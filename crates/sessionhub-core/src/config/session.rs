//! Session lifetime and sweep configuration.

use std::time::Duration;

use serde::{Deserialize, Serialize};

use crate::error::AppError;

/// Session lifetime and expiry sweep configuration.
#[derive(Debug, Clone, Serialize, Deserialize)]
pub struct SessionConfig {
    /// Inactivity interval assigned to newly created sessions, in seconds.
    #[serde(default = "default_max_inactive_interval")]
    pub max_inactive_interval_seconds: u64,
    /// Period between expiry sweeps, in seconds.
    #[serde(default = "default_sweep_interval")]
    pub sweep_interval_seconds: u64,
    /// Six-field cron expression for the sweep. Overrides the fixed period when set.
    #[serde(default)]
    pub sweep_cron: Option<String>,
}

impl SessionConfig {
    /// Default inactivity interval as a duration.
    pub fn max_inactive_interval(&self) -> Duration {
        Duration::from_secs(self.max_inactive_interval_seconds)
    }

    /// Sweep period as a duration.
    pub fn sweep_interval(&self) -> Duration {
        Duration::from_secs(self.sweep_interval_seconds)
    }

    pub(crate) fn validate(&self) -> Result<(), AppError> {
        if self.max_inactive_interval_seconds == 0 {
            return Err(AppError::configuration(
                "session.max_inactive_interval_seconds must be positive",
            ));
        }
        if self.sweep_interval_seconds == 0 {
            return Err(AppError::configuration(
                "session.sweep_interval_seconds must be positive",
            ));
        }
        if let Some(cron) = &self.sweep_cron {
            if cron.split_whitespace().count() != 6 {
                return Err(AppError::configuration(format!(
                    "session.sweep_cron '{cron}' must have six fields (sec min hour dom mon dow)"
                )));
            }
        }
        Ok(())
    }
}

impl Default for SessionConfig {
    fn default() -> Self {
        Self {
            max_inactive_interval_seconds: default_max_inactive_interval(),
            sweep_interval_seconds: default_sweep_interval(),
            sweep_cron: None,
        }
    }
}

fn default_max_inactive_interval() -> u64 {
    1800
}

fn default_sweep_interval() -> u64 {
    60
}
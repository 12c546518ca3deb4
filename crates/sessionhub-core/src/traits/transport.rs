//! Connection-layer seam.

use async_trait::async_trait;

use crate::events::DisconnectReason;
use crate::result::AppResult;
use crate::types::ConnectionId;

/// The transport that owns live connections (WebSocket, SockJS, ...).
///
/// SessionHub never parses wire frames; it only asks the transport to push
/// a payload to a connection or to close one.
#[async_trait]
pub trait ConnectionTransport: Send + Sync + std::fmt::Debug + 'static {
    /// Push a payload to a single connection.
    async fn deliver(&self, connection_id: ConnectionId, payload: String) -> AppResult<()>;

    /// Close a connection. Closing an unknown or already closed connection
    /// is not an error.
    async fn close(&self, connection_id: ConnectionId, reason: DisconnectReason) -> AppResult<()>;
}
//! Outbound message types.

pub mod types;

pub use types::OutboundMessage;
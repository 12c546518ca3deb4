//! Component wiring and background lifecycle.

use std::sync::Arc;

use tokio::sync::{Mutex, watch};
use tokio::task::JoinHandle;
use tracing::{info, warn};

use sessionhub_core::config::AppConfig;
use sessionhub_core::error::AppError;
use sessionhub_core::events::DisconnectReason;
use sessionhub_core::result::AppResult;
use sessionhub_core::traits::{SessionRepository, TopicPublisher};
use sessionhub_core::types::SubscriptionId;
use sessionhub_realtime::{
    ActiveConnectionRegistry, LocalTransport, MemoryPubSub, PresenceMetrics, PresenceNotifier,
    RedisPubSubBridge, TopicForwarder,
};
use sessionhub_store::SessionStoreManager;
use sessionhub_worker::{CronSweepScheduler, ExpirySweeper, SweepRunner};

use crate::session::SessionService;

/// How the sweeper is being driven.
#[derive(Debug)]
enum Background {
    /// Fixed-interval loop on its own task.
    Interval(JoinHandle<()>),
    /// Cron schedule.
    Cron(CronSweepScheduler),
}

/// Fully wired SessionHub instance.
///
/// Built from an [`AppConfig`]; [`start`](Self::start) launches the expiry
/// sweeper and [`shutdown`](Self::shutdown) stops it, letting a running
/// cycle finish, then closes every remaining connection.
#[derive(Debug)]
pub struct SessionHub {
    /// Configuration.
    config: AppConfig,
    /// Session table with retry.
    sessions: Arc<dyn SessionRepository>,
    /// Counters.
    metrics: Arc<PresenceMetrics>,
    /// Presence fan-out.
    notifier: Arc<PresenceNotifier>,
    /// In-process topic pub/sub, when that provider is selected.
    pubsub: Option<Arc<MemoryPubSub>>,
    /// Local connection transport.
    transport: Arc<LocalTransport>,
    /// Connection registry.
    registry: Arc<ActiveConnectionRegistry>,
    /// Expiry sweeper.
    sweeper: Arc<ExpirySweeper>,
    /// Service facade.
    service: SessionService,
    /// Topic forwarder subscription.
    forwarder: SubscriptionId,
    /// Shutdown signal for the interval runner.
    shutdown_tx: watch::Sender<bool>,
    /// Running sweeper, if started.
    background: Mutex<Option<Background>>,
}

impl SessionHub {
    /// Builds every component from configuration.
    pub async fn new(config: AppConfig) -> AppResult<Self> {
        config.validate()?;
        info!(provider = %config.store.provider, "Initializing session store");
        let store = SessionStoreManager::new(&config.store, &config.session).await?;
        Self::assemble(config, Arc::new(store)).await
    }

    /// Builds the hub around an existing repository, wrapped in the
    /// configured retry policy.
    pub async fn with_repository(
        config: AppConfig,
        repository: Arc<dyn SessionRepository>,
    ) -> AppResult<Self> {
        config.validate()?;
        let store = SessionStoreManager::from_repository(repository, config.store.retry.clone());
        Self::assemble(config, Arc::new(store)).await
    }

    async fn assemble(config: AppConfig, sessions: Arc<dyn SessionRepository>) -> AppResult<Self> {
        let metrics = Arc::new(PresenceMetrics::new());
        let notifier = Arc::new(PresenceNotifier::new(
            config.presence.subscriber_timeout(),
            Arc::clone(&metrics),
        ));

        let (publisher, pubsub): (Arc<dyn TopicPublisher>, Option<Arc<MemoryPubSub>>) =
            match config.presence.pubsub.as_str() {
                "redis" => {
                    info!("Presence topic published through Redis");
                    let bridge = RedisPubSubBridge::connect(
                        &config.store.redis.url,
                        config.store.redis.operation_timeout(),
                    )
                    .await?;
                    (Arc::new(bridge), None)
                }
                "memory" => {
                    let memory = Arc::new(MemoryPubSub::new(config.presence.channel_buffer_size));
                    (memory.clone(), Some(memory))
                }
                other => {
                    return Err(AppError::configuration(format!(
                        "Unknown presence.pubsub '{other}'"
                    )));
                }
            };

        let forwarder = notifier
            .subscribe(Arc::new(TopicForwarder::new(
                config.presence.topic.clone(),
                publisher,
            )))
            .await;

        let transport = Arc::new(LocalTransport::new(config.presence.connection_buffer_size));
        let registry = Arc::new(ActiveConnectionRegistry::new(
            Arc::clone(&sessions),
            Arc::clone(&notifier),
            transport.clone(),
            Arc::clone(&metrics),
        ));
        let sweeper = Arc::new(ExpirySweeper::new(
            Arc::clone(&sessions),
            Arc::clone(&registry),
            Arc::clone(&metrics),
        ));
        let service = SessionService::new(Arc::clone(&sessions), Arc::clone(&registry));
        let (shutdown_tx, _) = watch::channel(false);

        info!(
            topic = %config.presence.topic,
            max_inactive_interval_secs = config.session.max_inactive_interval_seconds,
            "SessionHub assembled"
        );

        Ok(Self {
            config,
            sessions,
            metrics,
            notifier,
            pubsub,
            transport,
            registry,
            sweeper,
            service,
            forwarder,
            shutdown_tx,
            background: Mutex::new(None),
        })
    }

    /// Starts the expiry sweeper. Calling it again is a no-op.
    pub async fn start(&self) -> AppResult<()> {
        let mut background = self.background.lock().await;
        if background.is_some() {
            warn!("Expiry sweeper already running");
            return Ok(());
        }

        let started = match &self.config.session.sweep_cron {
            Some(expression) => {
                let scheduler =
                    CronSweepScheduler::new(Arc::clone(&self.sweeper), expression).await?;
                scheduler.start().await?;
                Background::Cron(scheduler)
            }
            None => {
                let runner = SweepRunner::new(
                    Arc::clone(&self.sweeper),
                    self.config.session.sweep_interval(),
                );
                Background::Interval(runner.spawn(self.shutdown_tx.subscribe()))
            }
        };

        *background = Some(started);
        Ok(())
    }

    /// Stops the sweeper and closes every remaining connection.
    pub async fn shutdown(&self) -> AppResult<()> {
        info!("SessionHub shutting down");
        let _ = self.shutdown_tx.send(true);

        match self.background.lock().await.take() {
            Some(Background::Interval(handle)) => {
                if let Err(e) = handle.await {
                    warn!(error = %e, "Sweep runner ended abnormally");
                }
            }
            Some(Background::Cron(mut scheduler)) => {
                if let Err(e) = scheduler.shutdown().await {
                    warn!(error = %e, "Cron sweep scheduler failed to shut down cleanly");
                }
            }
            None => {}
        }
        self.sweeper.stop().await;

        let closed = self.registry.close_all(DisconnectReason::Shutdown).await;
        self.notifier.unsubscribe(self.forwarder).await;
        info!(connections_closed = closed, "SessionHub stopped");
        Ok(())
    }

    /// Whether the session store is reachable.
    pub async fn health_check(&self) -> AppResult<bool> {
        self.sessions.health_check().await
    }

    /// Service facade for the request and connection layers.
    pub fn service(&self) -> &SessionService {
        &self.service
    }

    /// Connection registry.
    pub fn registry(&self) -> &Arc<ActiveConnectionRegistry> {
        &self.registry
    }

    /// Presence notifier, for adding subscribers.
    pub fn notifier(&self) -> &Arc<PresenceNotifier> {
        &self.notifier
    }

    /// Local transport for in-process clients.
    pub fn transport(&self) -> &Arc<LocalTransport> {
        &self.transport
    }

    /// In-process topic pub/sub, if the memory provider is configured.
    pub fn pubsub(&self) -> Option<&Arc<MemoryPubSub>> {
        self.pubsub.as_ref()
    }

    /// Expiry sweeper, for running a cycle on demand.
    pub fn sweeper(&self) -> &Arc<ExpirySweeper> {
        &self.sweeper
    }

    /// Counters.
    pub fn metrics(&self) -> &Arc<PresenceMetrics> {
        &self.metrics
    }

    /// Active configuration.
    pub fn config(&self) -> &AppConfig {
        &self.config
    }
}
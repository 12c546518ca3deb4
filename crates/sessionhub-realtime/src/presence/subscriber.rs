//! Presence subscriber trait and a channel-backed implementation.

use async_trait::async_trait;
use tokio::sync::mpsc;

use sessionhub_core::error::AppError;
use sessionhub_core::events::PresenceEvent;
use sessionhub_core::result::AppResult;

/// Receives presence events from the [`PresenceNotifier`](super::PresenceNotifier).
///
/// Delivery happens while the registry holds the session's lock, so an
/// implementation must not call back into the registry for the same session.
#[async_trait]
pub trait PresenceSubscriber: Send + Sync + std::fmt::Debug + 'static {
    /// Name used in logs and failure reports.
    fn name(&self) -> &str;

    /// Handle one event.
    async fn on_event(&self, event: &PresenceEvent) -> AppResult<()>;
}

/// Subscriber that forwards events into a bounded channel.
///
/// A full buffer is reported as a delivery failure rather than waited on.
#[derive(Debug, Clone)]
pub struct ChannelSubscriber {
    name: String,
    sender: mpsc::Sender<PresenceEvent>,
}

impl ChannelSubscriber {
    /// Create a subscriber and the receiver that drains it.
    pub fn new(name: impl Into<String>, buffer: usize) -> (Self, mpsc::Receiver<PresenceEvent>) {
        let (sender, receiver) = mpsc::channel(buffer);
        (
            Self {
                name: name.into(),
                sender,
            },
            receiver,
        )
    }
}

#[async_trait]
impl PresenceSubscriber for ChannelSubscriber {
    fn name(&self) -> &str {
        &self.name
    }

    async fn on_event(&self, event: &PresenceEvent) -> AppResult<()> {
        self.sender.try_send(event.clone()).map_err(|e| match e {
            mpsc::error::TrySendError::Full(_) => {
                AppError::subscriber_failure(format!("Subscriber '{}' buffer full", self.name))
            }
            mpsc::error::TrySendError::Closed(_) => {
                AppError::subscriber_failure(format!("Subscriber '{}' receiver dropped", self.name))
            }
        })
    }
}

-- -- --

**Work instructions:** Scan the records above for the string "AppConfig", then select every line that holds it.

**Exercise answer:**
use sessionhub_core::config::AppConfig;
/// Built from an [`AppConfig`]; [`start`](Self::start) launches the expiry
    config: AppConfig,
    pub async fn new(config: AppConfig) -> AppResult<Self> {
        config: AppConfig,
    async fn assemble(config: AppConfig, sessions: Arc<dyn SessionRepository>) -> AppResult<Self> {
    pub fn config(&self) -> &AppConfig {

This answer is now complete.